しかし、一方のお姉さんは余裕綽々といった具合で、鼻歌を歌っているのだった。そんな様子のお姉さんを見て、ネゲヴとクラベルはその余裕がどこから来るのか気になったみたいである。
「随分と、余裕」
「そこまでの余裕があるということは、もう内部への潜入方法は考えついているかな?」
そうか、そうか。やはり気になるか。クラベルに至っては、何か作戦があるなら早く言えとばかりに、もの言いたげな目をしている。仕方ない、お姉さんとっておきの作戦を披露することにするか。
「あの基地跡の食糧や日用品を調達、運搬しているのは、基地の近くにあるあの町だ。週に2回、何台かのトラックで運搬するらしい。町の住人たちが、あの悪玉菌たちの秘密基地について深く詮索しないのは、あれが町の経済にある程度の潤いを与えているからでもある、ってワケさ」
町の食糧や雑貨を扱う商店の店主が、お姉さんの愛想笑いでぽろっと漏らした情報だ。どうやらお姉さんの不器用な愛想笑いは、おじ様方へ思った以上に効果があるらしい。花鶏との戦いは思い返したくもないが、この顔と身体は良いものだ。おっさんだった頃の不景気そうなツラでは、色々と不都合があったろうしね。
「で、その運搬に携わっている店の店主が、この見目麗しい顔をいたく気に入ってくれてね。是非とも親しくなりたい、と言ってくれているんだよ。上手く行けば、潜入の手助けになってくれる」
まさか自分の顔を指差して、見目麗しいという言葉を使う日が来るとは思わなかったよ。小さい頃から生意気な顔だの、縁起の悪そうなツラだのと言われてきた。嫁さんからも冗談交じりに、その顔をいつも言う軽口の半分くらいは、お気楽そうにできないかと言われたものさ。
……悲しくない、お姉さんは別に悲しくなんかないぞ。今はもうシケたツラのおっさんじゃなくて、黒髪ショートで胸も大きいお姉さんなんだ。死神の方がもう少し血色の良い顔だの、いるだけで運気が落ちるだの、散々言われたことなんて気にしてないやい。
「どうしたんだ、ソニアさん。ひどく悲しそうな目をしているが……」
「多分、昔、思い出してる。アレ、無視して、潜入した後の計画、考えるべき」
お姉さんを気にせず、作戦を決めていくクラベル。まったく、つくづく冷たい女だ。
その後、お姉さんたちは基地跡への作戦計画を組み立て始める。一軒の家を組み立てるよう、基礎から確実に。それでいて安直にならぬよう、奇策を挟みながら。
煙草を吸いながらでないと、岩みたいに肩が凝ってしまいそうな話を続ける。コートの裏ポケットに仕舞っている煙草へ手を伸ばすだけで、クラベルから睨まれるけど。
小屋の窓に差し込む陽の光が、だんだんと赤みを帯びていく。窓の外にある景色には、白い雪へ橙色が混じっていった。時間はお姉さんたちの話を急かすように早く進み、夜の帳が雪を隠していく。

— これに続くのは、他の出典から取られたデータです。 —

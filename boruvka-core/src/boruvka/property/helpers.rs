//! Shared helper functions for MST property-based tests.

use crate::Edge;

use super::types::Triple;

/// Path-compressing find for union-find verification.
pub(super) fn find_root(parent: &mut [usize], mut node: usize) -> usize {
    while parent[node] != node {
        parent[node] = parent[parent[node]];
        node = parent[node];
    }
    node
}

/// Returns `true` when `left` and `right` agree to within accumulated
/// floating-point rounding.
///
/// Sums taken in different orders may differ in their last bits.
pub(super) fn weights_match(left: f64, right: f64) -> bool {
    let scale = left.abs().max(right.abs()).max(1.0);
    (left - right).abs() <= scale * 1e-9
}

/// Canonical triples for `edges`, sorted so two edge sets can be compared.
pub(super) fn sorted_triples(edges: &[Edge]) -> Vec<Triple> {
    let mut triples: Vec<Triple> = edges
        .iter()
        .map(|edge| (edge.source(), edge.target(), edge.weight()))
        .collect();
    sort_triples(&mut triples);
    triples
}

/// Sorts triples by `(source, target, weight)`.
pub(super) fn sort_triples(triples: &mut [Triple]) {
    triples.sort_by(|a, b| {
        a.0.cmp(&b.0)
            .then_with(|| a.1.cmp(&b.1))
            .then_with(|| a.2.total_cmp(&b.2))
    });
}
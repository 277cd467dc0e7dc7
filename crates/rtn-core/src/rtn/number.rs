//! Validated routing transit number.

use std::fmt;
use std::str::FromStr;

use serde::{Deserialize, Deserializer, Serialize, Serializer};

use super::{validate, RtnError};

/// A routing transit number that has passed [`validate`].
///
/// Checksum validity does not mean the number is assigned to an institution.
#[derive(Debug, Clone, PartialEq, Eq, Hash, PartialOrd, Ord)]
pub struct Rtn(String);

impl Rtn {
    /// Wrap a string already known to pass [`validate`].
    pub(super) fn from_checked(s: String) -> Self {
        debug_assert_eq!(validate(&s), Ok(()));
        Rtn(s)
    }

    pub fn as_str(&self) -> &str {
        &self.0
    }

    /// The nine digit values, most significant first.
    pub fn digits(&self) -> [u8; 9] {
        let mut out = [0u8; 9];
        for (slot, b) in out.iter_mut().zip(self.0.bytes()) {
            *slot = b - b'0';
        }
        out
    }

    /// The final (check) digit.
    pub fn check_digit(&self) -> u8 {
        self.digits()[8]
    }
}

impl FromStr for Rtn {
    type Err = RtnError;

    fn from_str(s: &str) -> Result<Self, Self::Err> {
        validate(s)?;
        Ok(Rtn(s.to_owned()))
    }
}

impl TryFrom<&str> for Rtn {
    type Error = RtnError;

    fn try_from(s: &str) -> Result<Self, Self::Error> {
        s.parse()
    }
}

impl AsRef<str> for Rtn {
    fn as_ref(&self) -> &str {
        &self.0
    }
}

impl fmt::Display for Rtn {
    fn fmt(&self, f: &mut fmt::Formatter<'_>) -> fmt::Result {
        f.write_str(&self.0)
    }
}

impl Serialize for Rtn {
    fn serialize<S: Serializer>(&self, serializer: S) -> Result<S::Ok, S::Error> {
        serializer.serialize_str(&self.0)
    }
}

impl<'de> Deserialize<'de> for Rtn {
    fn deserialize<D: Deserializer<'de>>(deserializer: D) -> Result<Self, D::Error> {
        let s = String::deserialize(deserializer)?;
        s.parse().map_err(serde::de::Error::custom)
    }
}
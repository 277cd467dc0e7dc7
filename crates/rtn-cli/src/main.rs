use rtn_core::logging;

mod cli;

use crate::cli::CliCommand;

fn main() {
    // Initialize logging as early as possible; fall back to stderr if the state dir is unusable.
    if let Err(err) = logging::init_logging() {
        logging::init_logging_stderr();
        tracing::warn!("file logging unavailable, using stderr: {:#}", err);
    }

    match CliCommand::run_from_args() {
        Ok(true) => {}
        Ok(false) => std::process::exit(1),
        Err(err) => {
            eprintln!("rtn error: {:#}", err);
            std::process::exit(1);
        }
    }
}
//! Integration test: recovery agrees with validation across many numbers.
//!
//! Builds valid RTNs from a deterministic sweep of 8-digit prefixes, then
//! checks that every single-position blank is recovered, and that exactly one
//! digit closes the checksum at every position.

use rtn_core::{get_missing_digit, repair, validate, RtnError, PLACEHOLDER};

/// Deterministic spread over 0..10^8, rendered as 8 zero-padded digits.
fn prefixes() -> impl Iterator<Item = String> {
    (0u64..2_000).map(|i| format!("{:08}", (i * 48_271 + 11) % 100_000_000))
}

fn with_char_at(s: &str, pos: usize, c: char) -> String {
    s.chars()
        .enumerate()
        .map(|(i, orig)| if i == pos { c } else { orig })
        .collect()
}

#[test]
fn completed_prefixes_validate() {
    for prefix in prefixes() {
        let candidate = format!("{prefix}{PLACEHOLDER}");
        let rtn = repair(&candidate).unwrap();
        assert_eq!(validate(rtn.as_str()), Ok(()), "{rtn}");
        assert!(rtn.as_str().starts_with(&prefix));
    }
}

#[test]
fn blanking_any_position_recovers_original_digit() {
    for prefix in prefixes() {
        let rtn = repair(&format!("{prefix}{PLACEHOLDER}")).unwrap();
        for (pos, expected) in rtn.digits().into_iter().enumerate() {
            let blanked = with_char_at(rtn.as_str(), pos, PLACEHOLDER);
            assert_eq!(get_missing_digit(&blanked), Ok(expected), "{blanked}");
        }
    }
}

#[test]
fn exactly_one_digit_satisfies_checksum() {
    for prefix in prefixes() {
        // Any 9-digit base works; the digit at `pos` is overwritten below.
        let base = format!("{prefix}0");
        for pos in 0..9 {
            let valid: Vec<u8> = (0..=9u8)
                .filter(|&d| {
                    let candidate = with_char_at(&base, pos, char::from(b'0' + d));
                    validate(&candidate).is_ok()
                })
                .collect();
            assert_eq!(valid.len(), 1, "{base} pos {pos}: {valid:?}");

            let blanked = with_char_at(&base, pos, PLACEHOLDER);
            assert_eq!(get_missing_digit(&blanked), Ok(valid[0]));
        }
    }
}

#[test]
fn wrong_length_fails_both_operations() {
    for len in (0..20).filter(|&n| n != 9) {
        let digits = "1".repeat(len);
        assert_eq!(validate(&digits), Err(RtnError::IncorrectLength));
        assert_eq!(get_missing_digit(&digits), Err(RtnError::IncorrectLength));
    }
}

#[test]
fn any_non_digit_fails_validation() {
    let valid = "322286188";
    for bad in ['a', 'Z', 'X', ' ', '-', '.', '\n', '\0'] {
        for pos in 0..9 {
            let candidate = with_char_at(valid, pos, bad);
            assert_eq!(
                validate(&candidate),
                Err(RtnError::InvalidCharacter),
                "{candidate:?}"
            );
        }
    }
}
//! Batch command: check or repair every candidate in a file or stdin.
//!
//! Lines containing the placeholder are repaired; all others are validated.

use anyhow::{Context, Result};
use rtn_core::config::{BatchConfig, OutputFormat, RtnConfig};
use std::fs::File;
use std::io::{self, BufRead, BufReader, Write};
use std::path::Path;

use crate::cli::report::Outcome;

/// Run the batch over `path` (`-` means stdin). Returns true if every line passed.
pub fn run_batch(
    out: &mut impl Write,
    path: &Path,
    cfg: &RtnConfig,
    format: OutputFormat,
) -> Result<bool> {
    if path == Path::new("-") {
        let stdin = io::stdin().lock();
        return process_lines(out, stdin, "<stdin>", cfg, format);
    }
    let file = File::open(path).with_context(|| format!("open {}", path.display()))?;
    process_lines(
        out,
        BufReader::new(file),
        &path.display().to_string(),
        cfg,
        format,
    )
}

/// Returns the candidate on this line, or None if the line should be skipped.
fn candidate<'a>(line: &'a str, batch: &BatchConfig) -> Option<&'a str> {
    let line = if batch.trim {
        line.trim()
    } else {
        line.trim_end_matches(['\r', '\n'])
    };
    if line.is_empty() || (batch.skip_comments && line.starts_with('#')) {
        return None;
    }
    Some(line)
}

fn process_lines(
    out: &mut impl Write,
    reader: impl BufRead,
    source: &str,
    cfg: &RtnConfig,
    format: OutputFormat,
) -> Result<bool> {
    let batch = cfg.batch();
    let mut checked = 0usize;
    let mut failed = 0usize;

    for (lineno, line) in reader.lines().enumerate() {
        let line = line.with_context(|| format!("read {} line {}", source, lineno + 1))?;
        let Some(input) = candidate(&line, &batch) else {
            continue;
        };

        let outcome = if input.contains(cfg.placeholder) {
            Outcome::repaired(input, rtn_core::repair_digit_with(input, cfg.placeholder))
        } else {
            Outcome::validated(input, rtn_core::validate(input))
        };
        checked += 1;
        if !outcome.ok {
            failed += 1;
        }
        outcome.write(out, format)?;
    }

    tracing::info!(source, checked, failed, "batch finished");
    Ok(failed == 0)
}

#[cfg(test)]
mod tests {
    use super::*;
    use std::io::Cursor;

    fn run(input: &str, cfg: &RtnConfig) -> (bool, String) {
        let mut buf = Vec::new();
        let ok = process_lines(&mut buf, Cursor::new(input), "test", cfg, OutputFormat::Text)
            .unwrap();
        (ok, String::from_utf8(buf).unwrap())
    }

    #[test]
    fn mixes_validation_and_repair() {
        let input = "# header\n322286188\n\n  03110064X  \n123456789\n";
        let (ok, out) = run(input, &RtnConfig::default());
        assert!(!ok);
        assert_eq!(
            out,
            "322286188  ok\n03110064X  9  031100649\n123456789  checksum mismatch\n"
        );
    }

    #[test]
    fn all_good_lines() {
        let (ok, out) = run("021200025\n111000025\r\n", &RtnConfig::default());
        assert!(ok);
        assert_eq!(out.lines().count(), 2);
    }

    #[test]
    fn untrimmed_lines_keep_whitespace() {
        let cfg = RtnConfig {
            batch: Some(BatchConfig {
                skip_comments: false,
                trim: false,
            }),
            ..RtnConfig::default()
        };
        let (ok, out) = run(" 322286188\n#12345678\n", &cfg);
        assert!(!ok);
        assert_eq!(
            out,
            " 322286188  incorrect length\n#12345678  invalid character\n"
        );
    }

    #[test]
    fn reads_from_file() {
        let dir = tempfile::tempdir().unwrap();
        let path = dir.path().join("rtns.txt");
        std::fs::write(&path, "X22286188\n").unwrap();
        let mut buf = Vec::new();
        let ok = run_batch(&mut buf, &path, &RtnConfig::default(), OutputFormat::Json).unwrap();
        assert!(ok);
        let v: serde_json::Value =
            serde_json::from_str(String::from_utf8(buf).unwrap().trim_end()).unwrap();
        assert_eq!(v["digit"], 3);
        assert_eq!(v["rtn"], "322286188");
    }

    #[test]
    fn missing_file_is_an_error() {
        let dir = tempfile::tempdir().unwrap();
        let mut buf = Vec::new();
        let err = run_batch(
            &mut buf,
            &dir.path().join("nope.txt"),
            &RtnConfig::default(),
            OutputFormat::Text,
        )
        .unwrap_err();
        assert!(err.to_string().contains("open"));
    }
}
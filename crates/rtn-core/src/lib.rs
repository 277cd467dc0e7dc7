//! Checksum validation and single-digit repair for ABA routing transit numbers.

pub mod config;
pub mod logging;
pub mod rtn;

pub use rtn::{
    get_missing_digit, get_missing_digit_with, repair, repair_digit, repair_digit_with, repair_with,
    validate, Rtn, RtnError, PLACEHOLDER, RTN_LEN, WEIGHTS,
};
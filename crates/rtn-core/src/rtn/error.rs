//! Error type for RTN validation and repair.

use thiserror::Error;

/// Why a candidate string was rejected.
///
/// Every malformed input maps to exactly one of these; the engine never
/// panics on bad input.
#[derive(Debug, Clone, Copy, PartialEq, Eq, Hash, Error)]
pub enum RtnError {
    /// Candidate is not exactly 9 characters long.
    #[error("incorrect length")]
    IncorrectLength,
    /// A character is not a decimal digit (or the placeholder, when repairing).
    #[error("invalid character")]
    InvalidCharacter,
    /// Weighted digit sum is not a multiple of 10.
    #[error("checksum mismatch")]
    ChecksumMismatch,
    /// More than one placeholder in a repair candidate.
    #[error("too many missing digits")]
    TooManyMissingDigits,
    /// Repair candidate has no placeholder.
    #[error("no missing digits")]
    NoMissingDigits,
    /// Placeholder chosen by the caller is itself a decimal digit.
    #[error("invalid placeholder")]
    InvalidPlaceholder,
}
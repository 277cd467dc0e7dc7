//! ABA routing transit number checksum engine.
//!
//! An RTN is 9 decimal digits whose weighted sum (weights 3, 7, 1 repeated by
//! position) is a multiple of 10. Since every weight is coprime to 10, a single
//! unknown digit is always uniquely determined by the other eight.

mod error;
mod number;

pub use error::RtnError;
pub use number::Rtn;

/// Number of digits in an RTN.
pub const RTN_LEN: usize = 9;

/// Character marking the unknown digit in a repair candidate.
pub const PLACEHOLDER: char = 'X';

/// MICR checksum weights, indexed by position modulo 3.
pub const WEIGHTS: [u32; 3] = [3, 7, 1];

fn weight(position: usize) -> u32 {
    WEIGHTS[position % WEIGHTS.len()]
}

/// Map `'0'..='9'` to its value. Anything else, including non-ASCII digits, is rejected.
fn digit_value(c: char) -> Option<u32> {
    match c {
        '0'..='9' => Some(c as u32 - '0' as u32),
        _ => None,
    }
}

/// Length is in bytes; any multibyte character then fails as `InvalidCharacter`.
fn check_length(candidate: &str) -> Result<(), RtnError> {
    if candidate.len() != RTN_LEN {
        return Err(RtnError::IncorrectLength);
    }
    Ok(())
}

/// Check that `candidate` is 9 decimal digits with a correct check digit.
pub fn validate(candidate: &str) -> Result<(), RtnError> {
    check_length(candidate)?;

    let mut checksum = 0u32;
    for (i, c) in candidate.chars().enumerate() {
        let digit = digit_value(c).ok_or(RtnError::InvalidCharacter)?;
        checksum += digit * weight(i);
    }

    tracing::trace!(candidate, checksum, "rtn checksum");

    if checksum % 10 != 0 {
        return Err(RtnError::ChecksumMismatch);
    }
    Ok(())
}

/// Recover the digit hidden behind [`PLACEHOLDER`] in `candidate`.
///
/// Exactly one position must hold the placeholder; the others must be digits.
pub fn get_missing_digit(candidate: &str) -> Result<u8, RtnError> {
    get_missing_digit_with(candidate, PLACEHOLDER)
}

/// Like [`get_missing_digit`], with a caller-chosen placeholder character.
///
/// The placeholder must be a non-digit ASCII character.
///
/// Errors surface in scan order: the first offending position decides between
/// `InvalidCharacter` and `TooManyMissingDigits`.
pub fn get_missing_digit_with(candidate: &str, placeholder: char) -> Result<u8, RtnError> {
    if !placeholder.is_ascii() || digit_value(placeholder).is_some() {
        return Err(RtnError::InvalidPlaceholder);
    }
    check_length(candidate)?;

    let mut checksum = 0u32;
    let mut missing_weight: Option<u32> = None;
    for (i, c) in candidate.chars().enumerate() {
        if c == placeholder {
            if missing_weight.is_some() {
                return Err(RtnError::TooManyMissingDigits);
            }
            missing_weight = Some(weight(i));
            continue;
        }
        let digit = digit_value(c).ok_or(RtnError::InvalidCharacter)?;
        checksum += digit * weight(i);
    }

    let missing_weight = missing_weight.ok_or(RtnError::NoMissingDigits)?;

    // Weights are coprime to 10, so exactly one d in 0..=9 closes the sum.
    let digit = (0..=9u8)
        .find(|&d| (checksum + missing_weight * u32::from(d)) % 10 == 0)
        .unwrap_or(9);

    tracing::trace!(candidate, checksum, missing_weight, digit, "recovered rtn digit");
    Ok(digit)
}

/// Fill the placeholder in `candidate` and return the completed number.
pub fn repair(candidate: &str) -> Result<Rtn, RtnError> {
    repair_with(candidate, PLACEHOLDER)
}

/// Like [`repair`], with a caller-chosen placeholder character.
pub fn repair_with(candidate: &str, placeholder: char) -> Result<Rtn, RtnError> {
    repair_digit_with(candidate, placeholder).map(|(_, rtn)| rtn)
}

/// Fill the placeholder in `candidate`, returning the recovered digit and the completed number.
pub fn repair_digit(candidate: &str) -> Result<(u8, Rtn), RtnError> {
    repair_digit_with(candidate, PLACEHOLDER)
}

/// Like [`repair_digit`], with a caller-chosen placeholder character.
pub fn repair_digit_with(candidate: &str, placeholder: char) -> Result<(u8, Rtn), RtnError> {
    let digit = get_missing_digit_with(candidate, placeholder)?;
    let fill = char::from(b'0' + digit);
    // The scan above guarantees 9 ASCII digits plus one placeholder with a closing checksum.
    let completed: String = candidate
        .chars()
        .map(|c| if c == placeholder { fill } else { c })
        .collect();
    Ok((digit, Rtn::from_checked(completed)))
}
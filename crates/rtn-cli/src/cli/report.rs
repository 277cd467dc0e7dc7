//! Per-candidate result lines in text or JSON.

use anyhow::Result;
use rtn_core::config::OutputFormat;
use rtn_core::{Rtn, RtnError};
use serde::Serialize;
use std::io::Write;

/// Outcome of checking or repairing one input.
#[derive(Debug, Serialize)]
pub struct Outcome {
    pub input: String,
    pub ok: bool,
    pub digit: Option<u8>,
    pub rtn: Option<String>,
    pub error: Option<String>,
}

impl Outcome {
    pub fn validated(input: &str, result: Result<(), RtnError>) -> Self {
        Self {
            input: input.to_owned(),
            ok: result.is_ok(),
            digit: None,
            rtn: result.is_ok().then(|| input.to_owned()),
            error: result.err().map(|e| e.to_string()),
        }
    }

    pub fn repaired(input: &str, result: Result<(u8, Rtn), RtnError>) -> Self {
        match result {
            Ok((digit, rtn)) => Self {
                input: input.to_owned(),
                ok: true,
                digit: Some(digit),
                rtn: Some(rtn.to_string()),
                error: None,
            },
            Err(e) => Self {
                input: input.to_owned(),
                ok: false,
                digit: None,
                rtn: None,
                error: Some(e.to_string()),
            },
        }
    }

    pub fn write(&self, out: &mut impl Write, format: OutputFormat) -> Result<()> {
        match format {
            OutputFormat::Json => {
                serde_json::to_writer(&mut *out, self)?;
                writeln!(out)?;
            }
            OutputFormat::Text => match (&self.error, self.digit, &self.rtn) {
                (Some(err), _, _) => writeln!(out, "{}  {}", self.input, err)?,
                (None, Some(digit), Some(rtn)) => {
                    writeln!(out, "{}  {}  {}", self.input, digit, rtn)?
                }
                (None, _, _) => writeln!(out, "{}  ok", self.input)?,
            },
        }
        Ok(())
    }
}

お姉さんは一息つこうと椅子から立ち、背伸びをした。その時にふと、左の脇に着けたホルスター、そこに収まっている愛銃の91(ナインワン)の重さを意識する。次に、お姉さんは隣で今度はスープを飲んでいたティオちゃんへと、何となく視線を向けた。その視線に気づいたのか、ティオちゃんはカップ一杯に入ったコーンスープを飲む手を一旦止めて、お姉さんににっこりと微笑みかけてくれる。
あぁ、まったく。多くの出来事や悩みを経ても、この笑顔は変わらない。だからこそ、この世界にあるどんな宝物よりも、今のお姉さんにとっては尊いものだ。他者のために涙を流し、誰かと共に心の底から笑えるこの少女を汚してはいけないことくらい、お姉さんのようなろくでなしでも分かるさ。
左脇に携えている91も、返り血に塗れたこの手と身体も、多くの命を奪ったこの技も。
この笑顔に仇為す者を討ち滅ぼすため、一切の躊躇いもなく使おう。
もうすぐ戦いは終わり、この笑顔ともお別れなのだから。